- [Work request]:
Every line containing the word "model" must be pulled from the records.

- [Provided material]:
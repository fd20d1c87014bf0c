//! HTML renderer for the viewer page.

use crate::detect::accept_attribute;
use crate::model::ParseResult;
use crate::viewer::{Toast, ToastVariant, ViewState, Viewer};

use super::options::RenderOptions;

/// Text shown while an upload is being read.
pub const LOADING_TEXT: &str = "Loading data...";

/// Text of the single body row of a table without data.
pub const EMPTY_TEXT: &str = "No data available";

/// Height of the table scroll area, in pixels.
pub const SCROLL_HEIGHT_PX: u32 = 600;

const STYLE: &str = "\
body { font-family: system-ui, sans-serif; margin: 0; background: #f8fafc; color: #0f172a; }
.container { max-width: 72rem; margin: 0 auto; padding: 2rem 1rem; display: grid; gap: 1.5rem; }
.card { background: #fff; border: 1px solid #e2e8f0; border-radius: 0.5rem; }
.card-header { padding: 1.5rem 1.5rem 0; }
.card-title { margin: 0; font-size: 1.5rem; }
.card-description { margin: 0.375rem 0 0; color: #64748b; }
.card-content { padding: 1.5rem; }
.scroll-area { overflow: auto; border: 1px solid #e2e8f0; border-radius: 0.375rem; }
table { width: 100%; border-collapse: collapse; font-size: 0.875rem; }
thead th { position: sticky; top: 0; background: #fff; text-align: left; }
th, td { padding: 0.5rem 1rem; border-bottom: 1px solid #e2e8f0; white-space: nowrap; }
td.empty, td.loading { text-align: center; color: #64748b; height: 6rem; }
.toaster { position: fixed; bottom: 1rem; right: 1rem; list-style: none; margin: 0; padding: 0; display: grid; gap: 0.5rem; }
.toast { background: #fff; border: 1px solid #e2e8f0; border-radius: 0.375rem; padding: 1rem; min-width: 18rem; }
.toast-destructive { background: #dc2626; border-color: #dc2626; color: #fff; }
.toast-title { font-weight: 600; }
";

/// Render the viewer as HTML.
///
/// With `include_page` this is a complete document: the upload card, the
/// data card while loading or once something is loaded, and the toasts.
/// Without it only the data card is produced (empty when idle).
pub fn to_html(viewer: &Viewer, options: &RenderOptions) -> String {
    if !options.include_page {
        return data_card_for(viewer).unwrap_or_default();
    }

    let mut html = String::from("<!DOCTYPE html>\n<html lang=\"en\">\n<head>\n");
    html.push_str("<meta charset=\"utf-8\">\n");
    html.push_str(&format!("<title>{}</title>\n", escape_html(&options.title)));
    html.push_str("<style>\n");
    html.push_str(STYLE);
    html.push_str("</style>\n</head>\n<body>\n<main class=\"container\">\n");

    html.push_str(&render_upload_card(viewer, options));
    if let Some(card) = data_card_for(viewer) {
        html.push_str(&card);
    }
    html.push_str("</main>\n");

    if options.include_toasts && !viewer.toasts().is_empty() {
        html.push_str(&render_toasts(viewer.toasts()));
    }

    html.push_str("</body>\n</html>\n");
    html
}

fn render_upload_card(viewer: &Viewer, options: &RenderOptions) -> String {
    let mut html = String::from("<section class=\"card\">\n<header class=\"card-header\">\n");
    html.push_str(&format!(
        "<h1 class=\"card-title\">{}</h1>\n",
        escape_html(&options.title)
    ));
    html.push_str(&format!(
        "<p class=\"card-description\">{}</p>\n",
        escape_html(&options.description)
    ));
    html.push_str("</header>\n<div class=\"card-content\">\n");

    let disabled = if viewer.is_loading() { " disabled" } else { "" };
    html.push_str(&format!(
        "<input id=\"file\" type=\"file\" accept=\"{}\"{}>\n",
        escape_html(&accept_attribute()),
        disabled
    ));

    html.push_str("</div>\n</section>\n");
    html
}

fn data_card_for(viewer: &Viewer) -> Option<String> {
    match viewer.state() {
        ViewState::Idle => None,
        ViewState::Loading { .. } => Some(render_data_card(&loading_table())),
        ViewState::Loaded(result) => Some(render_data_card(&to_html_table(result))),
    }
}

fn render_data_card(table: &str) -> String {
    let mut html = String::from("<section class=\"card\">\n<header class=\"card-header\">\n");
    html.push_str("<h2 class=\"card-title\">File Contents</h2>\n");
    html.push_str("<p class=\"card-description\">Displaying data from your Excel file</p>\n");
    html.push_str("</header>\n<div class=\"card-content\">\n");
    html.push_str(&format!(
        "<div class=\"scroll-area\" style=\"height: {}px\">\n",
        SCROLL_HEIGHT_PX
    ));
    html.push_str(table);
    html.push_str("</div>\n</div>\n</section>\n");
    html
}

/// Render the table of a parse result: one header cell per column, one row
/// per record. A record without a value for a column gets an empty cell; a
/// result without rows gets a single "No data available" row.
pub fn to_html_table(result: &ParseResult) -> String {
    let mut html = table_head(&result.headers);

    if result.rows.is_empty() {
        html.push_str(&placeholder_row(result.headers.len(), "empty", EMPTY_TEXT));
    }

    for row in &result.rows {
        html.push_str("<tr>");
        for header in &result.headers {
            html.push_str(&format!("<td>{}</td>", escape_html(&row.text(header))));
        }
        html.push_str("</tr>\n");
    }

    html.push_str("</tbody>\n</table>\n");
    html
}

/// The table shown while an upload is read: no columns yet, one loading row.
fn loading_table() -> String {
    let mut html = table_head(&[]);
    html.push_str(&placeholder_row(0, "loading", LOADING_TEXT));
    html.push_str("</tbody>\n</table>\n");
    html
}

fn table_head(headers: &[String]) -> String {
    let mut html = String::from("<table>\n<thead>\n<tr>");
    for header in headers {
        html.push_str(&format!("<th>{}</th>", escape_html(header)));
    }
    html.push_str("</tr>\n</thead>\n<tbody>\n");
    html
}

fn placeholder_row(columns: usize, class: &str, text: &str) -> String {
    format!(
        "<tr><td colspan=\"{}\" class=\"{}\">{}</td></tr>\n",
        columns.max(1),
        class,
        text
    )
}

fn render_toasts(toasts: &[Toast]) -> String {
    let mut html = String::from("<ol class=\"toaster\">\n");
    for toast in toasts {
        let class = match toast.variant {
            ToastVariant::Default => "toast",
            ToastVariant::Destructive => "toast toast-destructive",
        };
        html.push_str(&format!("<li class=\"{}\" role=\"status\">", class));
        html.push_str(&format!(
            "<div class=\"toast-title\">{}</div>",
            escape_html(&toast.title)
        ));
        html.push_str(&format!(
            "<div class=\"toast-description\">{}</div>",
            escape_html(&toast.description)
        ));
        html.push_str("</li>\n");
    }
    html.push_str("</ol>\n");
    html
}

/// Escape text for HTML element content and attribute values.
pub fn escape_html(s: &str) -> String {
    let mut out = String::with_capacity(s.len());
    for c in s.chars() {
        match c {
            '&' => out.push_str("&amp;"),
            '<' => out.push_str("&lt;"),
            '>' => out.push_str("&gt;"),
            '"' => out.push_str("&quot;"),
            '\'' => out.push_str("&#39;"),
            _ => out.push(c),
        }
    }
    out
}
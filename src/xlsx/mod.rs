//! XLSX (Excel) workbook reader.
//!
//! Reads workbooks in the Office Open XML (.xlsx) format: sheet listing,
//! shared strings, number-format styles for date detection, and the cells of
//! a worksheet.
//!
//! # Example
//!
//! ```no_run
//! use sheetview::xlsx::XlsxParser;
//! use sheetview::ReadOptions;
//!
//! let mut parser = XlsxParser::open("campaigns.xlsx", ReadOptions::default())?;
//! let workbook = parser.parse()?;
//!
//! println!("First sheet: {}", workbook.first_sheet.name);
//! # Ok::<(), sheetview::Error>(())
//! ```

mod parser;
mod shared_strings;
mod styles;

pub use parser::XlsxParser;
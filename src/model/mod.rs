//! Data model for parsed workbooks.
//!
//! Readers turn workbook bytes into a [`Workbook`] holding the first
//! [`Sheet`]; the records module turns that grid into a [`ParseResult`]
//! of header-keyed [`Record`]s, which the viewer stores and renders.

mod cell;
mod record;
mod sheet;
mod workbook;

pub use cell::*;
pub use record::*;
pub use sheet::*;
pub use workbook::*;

--

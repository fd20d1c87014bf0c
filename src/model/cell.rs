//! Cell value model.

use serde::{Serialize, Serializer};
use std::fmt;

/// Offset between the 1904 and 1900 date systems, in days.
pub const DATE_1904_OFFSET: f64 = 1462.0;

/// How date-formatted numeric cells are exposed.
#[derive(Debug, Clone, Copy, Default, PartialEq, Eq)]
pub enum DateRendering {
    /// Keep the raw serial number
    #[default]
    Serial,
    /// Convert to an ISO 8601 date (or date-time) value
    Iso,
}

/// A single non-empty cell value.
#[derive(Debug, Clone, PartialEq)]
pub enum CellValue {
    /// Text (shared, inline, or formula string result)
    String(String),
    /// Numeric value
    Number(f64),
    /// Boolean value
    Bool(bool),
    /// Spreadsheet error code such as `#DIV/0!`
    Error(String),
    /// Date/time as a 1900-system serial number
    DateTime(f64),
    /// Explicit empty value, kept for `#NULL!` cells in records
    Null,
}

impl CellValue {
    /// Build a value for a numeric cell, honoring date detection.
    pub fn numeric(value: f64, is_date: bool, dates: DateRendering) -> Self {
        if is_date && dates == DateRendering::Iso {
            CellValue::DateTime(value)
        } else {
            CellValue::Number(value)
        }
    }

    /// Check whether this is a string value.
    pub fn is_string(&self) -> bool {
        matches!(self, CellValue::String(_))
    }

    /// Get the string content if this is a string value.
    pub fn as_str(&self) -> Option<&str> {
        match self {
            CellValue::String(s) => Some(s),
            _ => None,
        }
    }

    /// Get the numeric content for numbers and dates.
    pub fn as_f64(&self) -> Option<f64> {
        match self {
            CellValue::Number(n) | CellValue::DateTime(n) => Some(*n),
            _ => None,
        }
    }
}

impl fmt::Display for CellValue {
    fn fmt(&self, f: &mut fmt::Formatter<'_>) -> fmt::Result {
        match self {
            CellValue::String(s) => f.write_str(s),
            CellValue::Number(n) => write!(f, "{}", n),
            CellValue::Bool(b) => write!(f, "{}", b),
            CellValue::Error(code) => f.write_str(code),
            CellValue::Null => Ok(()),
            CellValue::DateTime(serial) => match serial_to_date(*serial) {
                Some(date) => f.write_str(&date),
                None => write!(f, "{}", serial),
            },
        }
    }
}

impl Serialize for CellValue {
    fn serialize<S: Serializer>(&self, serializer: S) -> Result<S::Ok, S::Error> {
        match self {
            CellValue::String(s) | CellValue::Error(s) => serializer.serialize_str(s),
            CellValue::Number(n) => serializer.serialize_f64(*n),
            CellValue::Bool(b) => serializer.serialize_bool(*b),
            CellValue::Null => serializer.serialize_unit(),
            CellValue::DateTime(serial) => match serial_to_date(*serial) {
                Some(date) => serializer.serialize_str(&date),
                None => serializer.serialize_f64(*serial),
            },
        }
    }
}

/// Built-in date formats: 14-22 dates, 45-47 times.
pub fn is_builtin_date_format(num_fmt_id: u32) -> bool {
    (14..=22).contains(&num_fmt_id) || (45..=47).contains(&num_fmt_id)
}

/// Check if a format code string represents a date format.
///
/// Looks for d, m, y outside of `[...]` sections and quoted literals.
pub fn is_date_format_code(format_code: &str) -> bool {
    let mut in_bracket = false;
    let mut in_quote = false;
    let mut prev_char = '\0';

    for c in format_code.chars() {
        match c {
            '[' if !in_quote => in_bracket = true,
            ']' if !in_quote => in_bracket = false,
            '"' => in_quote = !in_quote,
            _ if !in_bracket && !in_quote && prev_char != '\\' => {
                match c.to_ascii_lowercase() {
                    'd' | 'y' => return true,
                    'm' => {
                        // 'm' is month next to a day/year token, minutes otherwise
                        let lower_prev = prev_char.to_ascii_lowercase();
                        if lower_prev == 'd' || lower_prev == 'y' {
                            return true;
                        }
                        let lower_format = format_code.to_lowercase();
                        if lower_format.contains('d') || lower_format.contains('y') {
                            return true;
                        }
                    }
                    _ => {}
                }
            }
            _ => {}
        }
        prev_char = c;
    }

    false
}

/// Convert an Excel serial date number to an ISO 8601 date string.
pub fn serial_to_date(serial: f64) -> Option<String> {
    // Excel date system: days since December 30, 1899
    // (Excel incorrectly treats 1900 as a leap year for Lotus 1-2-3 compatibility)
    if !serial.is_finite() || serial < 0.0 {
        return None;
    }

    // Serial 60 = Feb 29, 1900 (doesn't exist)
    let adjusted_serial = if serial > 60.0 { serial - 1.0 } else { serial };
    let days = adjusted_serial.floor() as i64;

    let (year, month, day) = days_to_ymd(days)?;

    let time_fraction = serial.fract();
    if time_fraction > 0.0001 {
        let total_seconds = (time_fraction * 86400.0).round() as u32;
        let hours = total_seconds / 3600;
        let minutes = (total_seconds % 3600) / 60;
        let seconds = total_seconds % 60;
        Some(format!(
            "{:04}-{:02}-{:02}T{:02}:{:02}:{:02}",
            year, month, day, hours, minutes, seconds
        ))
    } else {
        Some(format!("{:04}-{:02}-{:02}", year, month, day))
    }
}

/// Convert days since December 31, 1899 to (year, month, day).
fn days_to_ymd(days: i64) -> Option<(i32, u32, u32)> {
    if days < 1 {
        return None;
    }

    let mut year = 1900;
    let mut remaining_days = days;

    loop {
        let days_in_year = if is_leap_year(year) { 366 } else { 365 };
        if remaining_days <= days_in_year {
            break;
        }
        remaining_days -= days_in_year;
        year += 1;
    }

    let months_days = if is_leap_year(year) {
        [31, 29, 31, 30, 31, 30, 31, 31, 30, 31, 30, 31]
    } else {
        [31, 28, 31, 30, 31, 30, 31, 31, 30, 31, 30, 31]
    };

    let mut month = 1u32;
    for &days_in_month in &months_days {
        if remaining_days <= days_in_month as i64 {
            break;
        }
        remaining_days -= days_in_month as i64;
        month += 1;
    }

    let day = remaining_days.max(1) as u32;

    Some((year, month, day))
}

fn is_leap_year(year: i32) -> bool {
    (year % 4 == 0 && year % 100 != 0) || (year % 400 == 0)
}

- [Task response]:
use crate::model::ParseResult;
filename src/model/mod.rs
//! Data model for parsed workbooks.
filename src/model/cell.rs
//! Cell value model.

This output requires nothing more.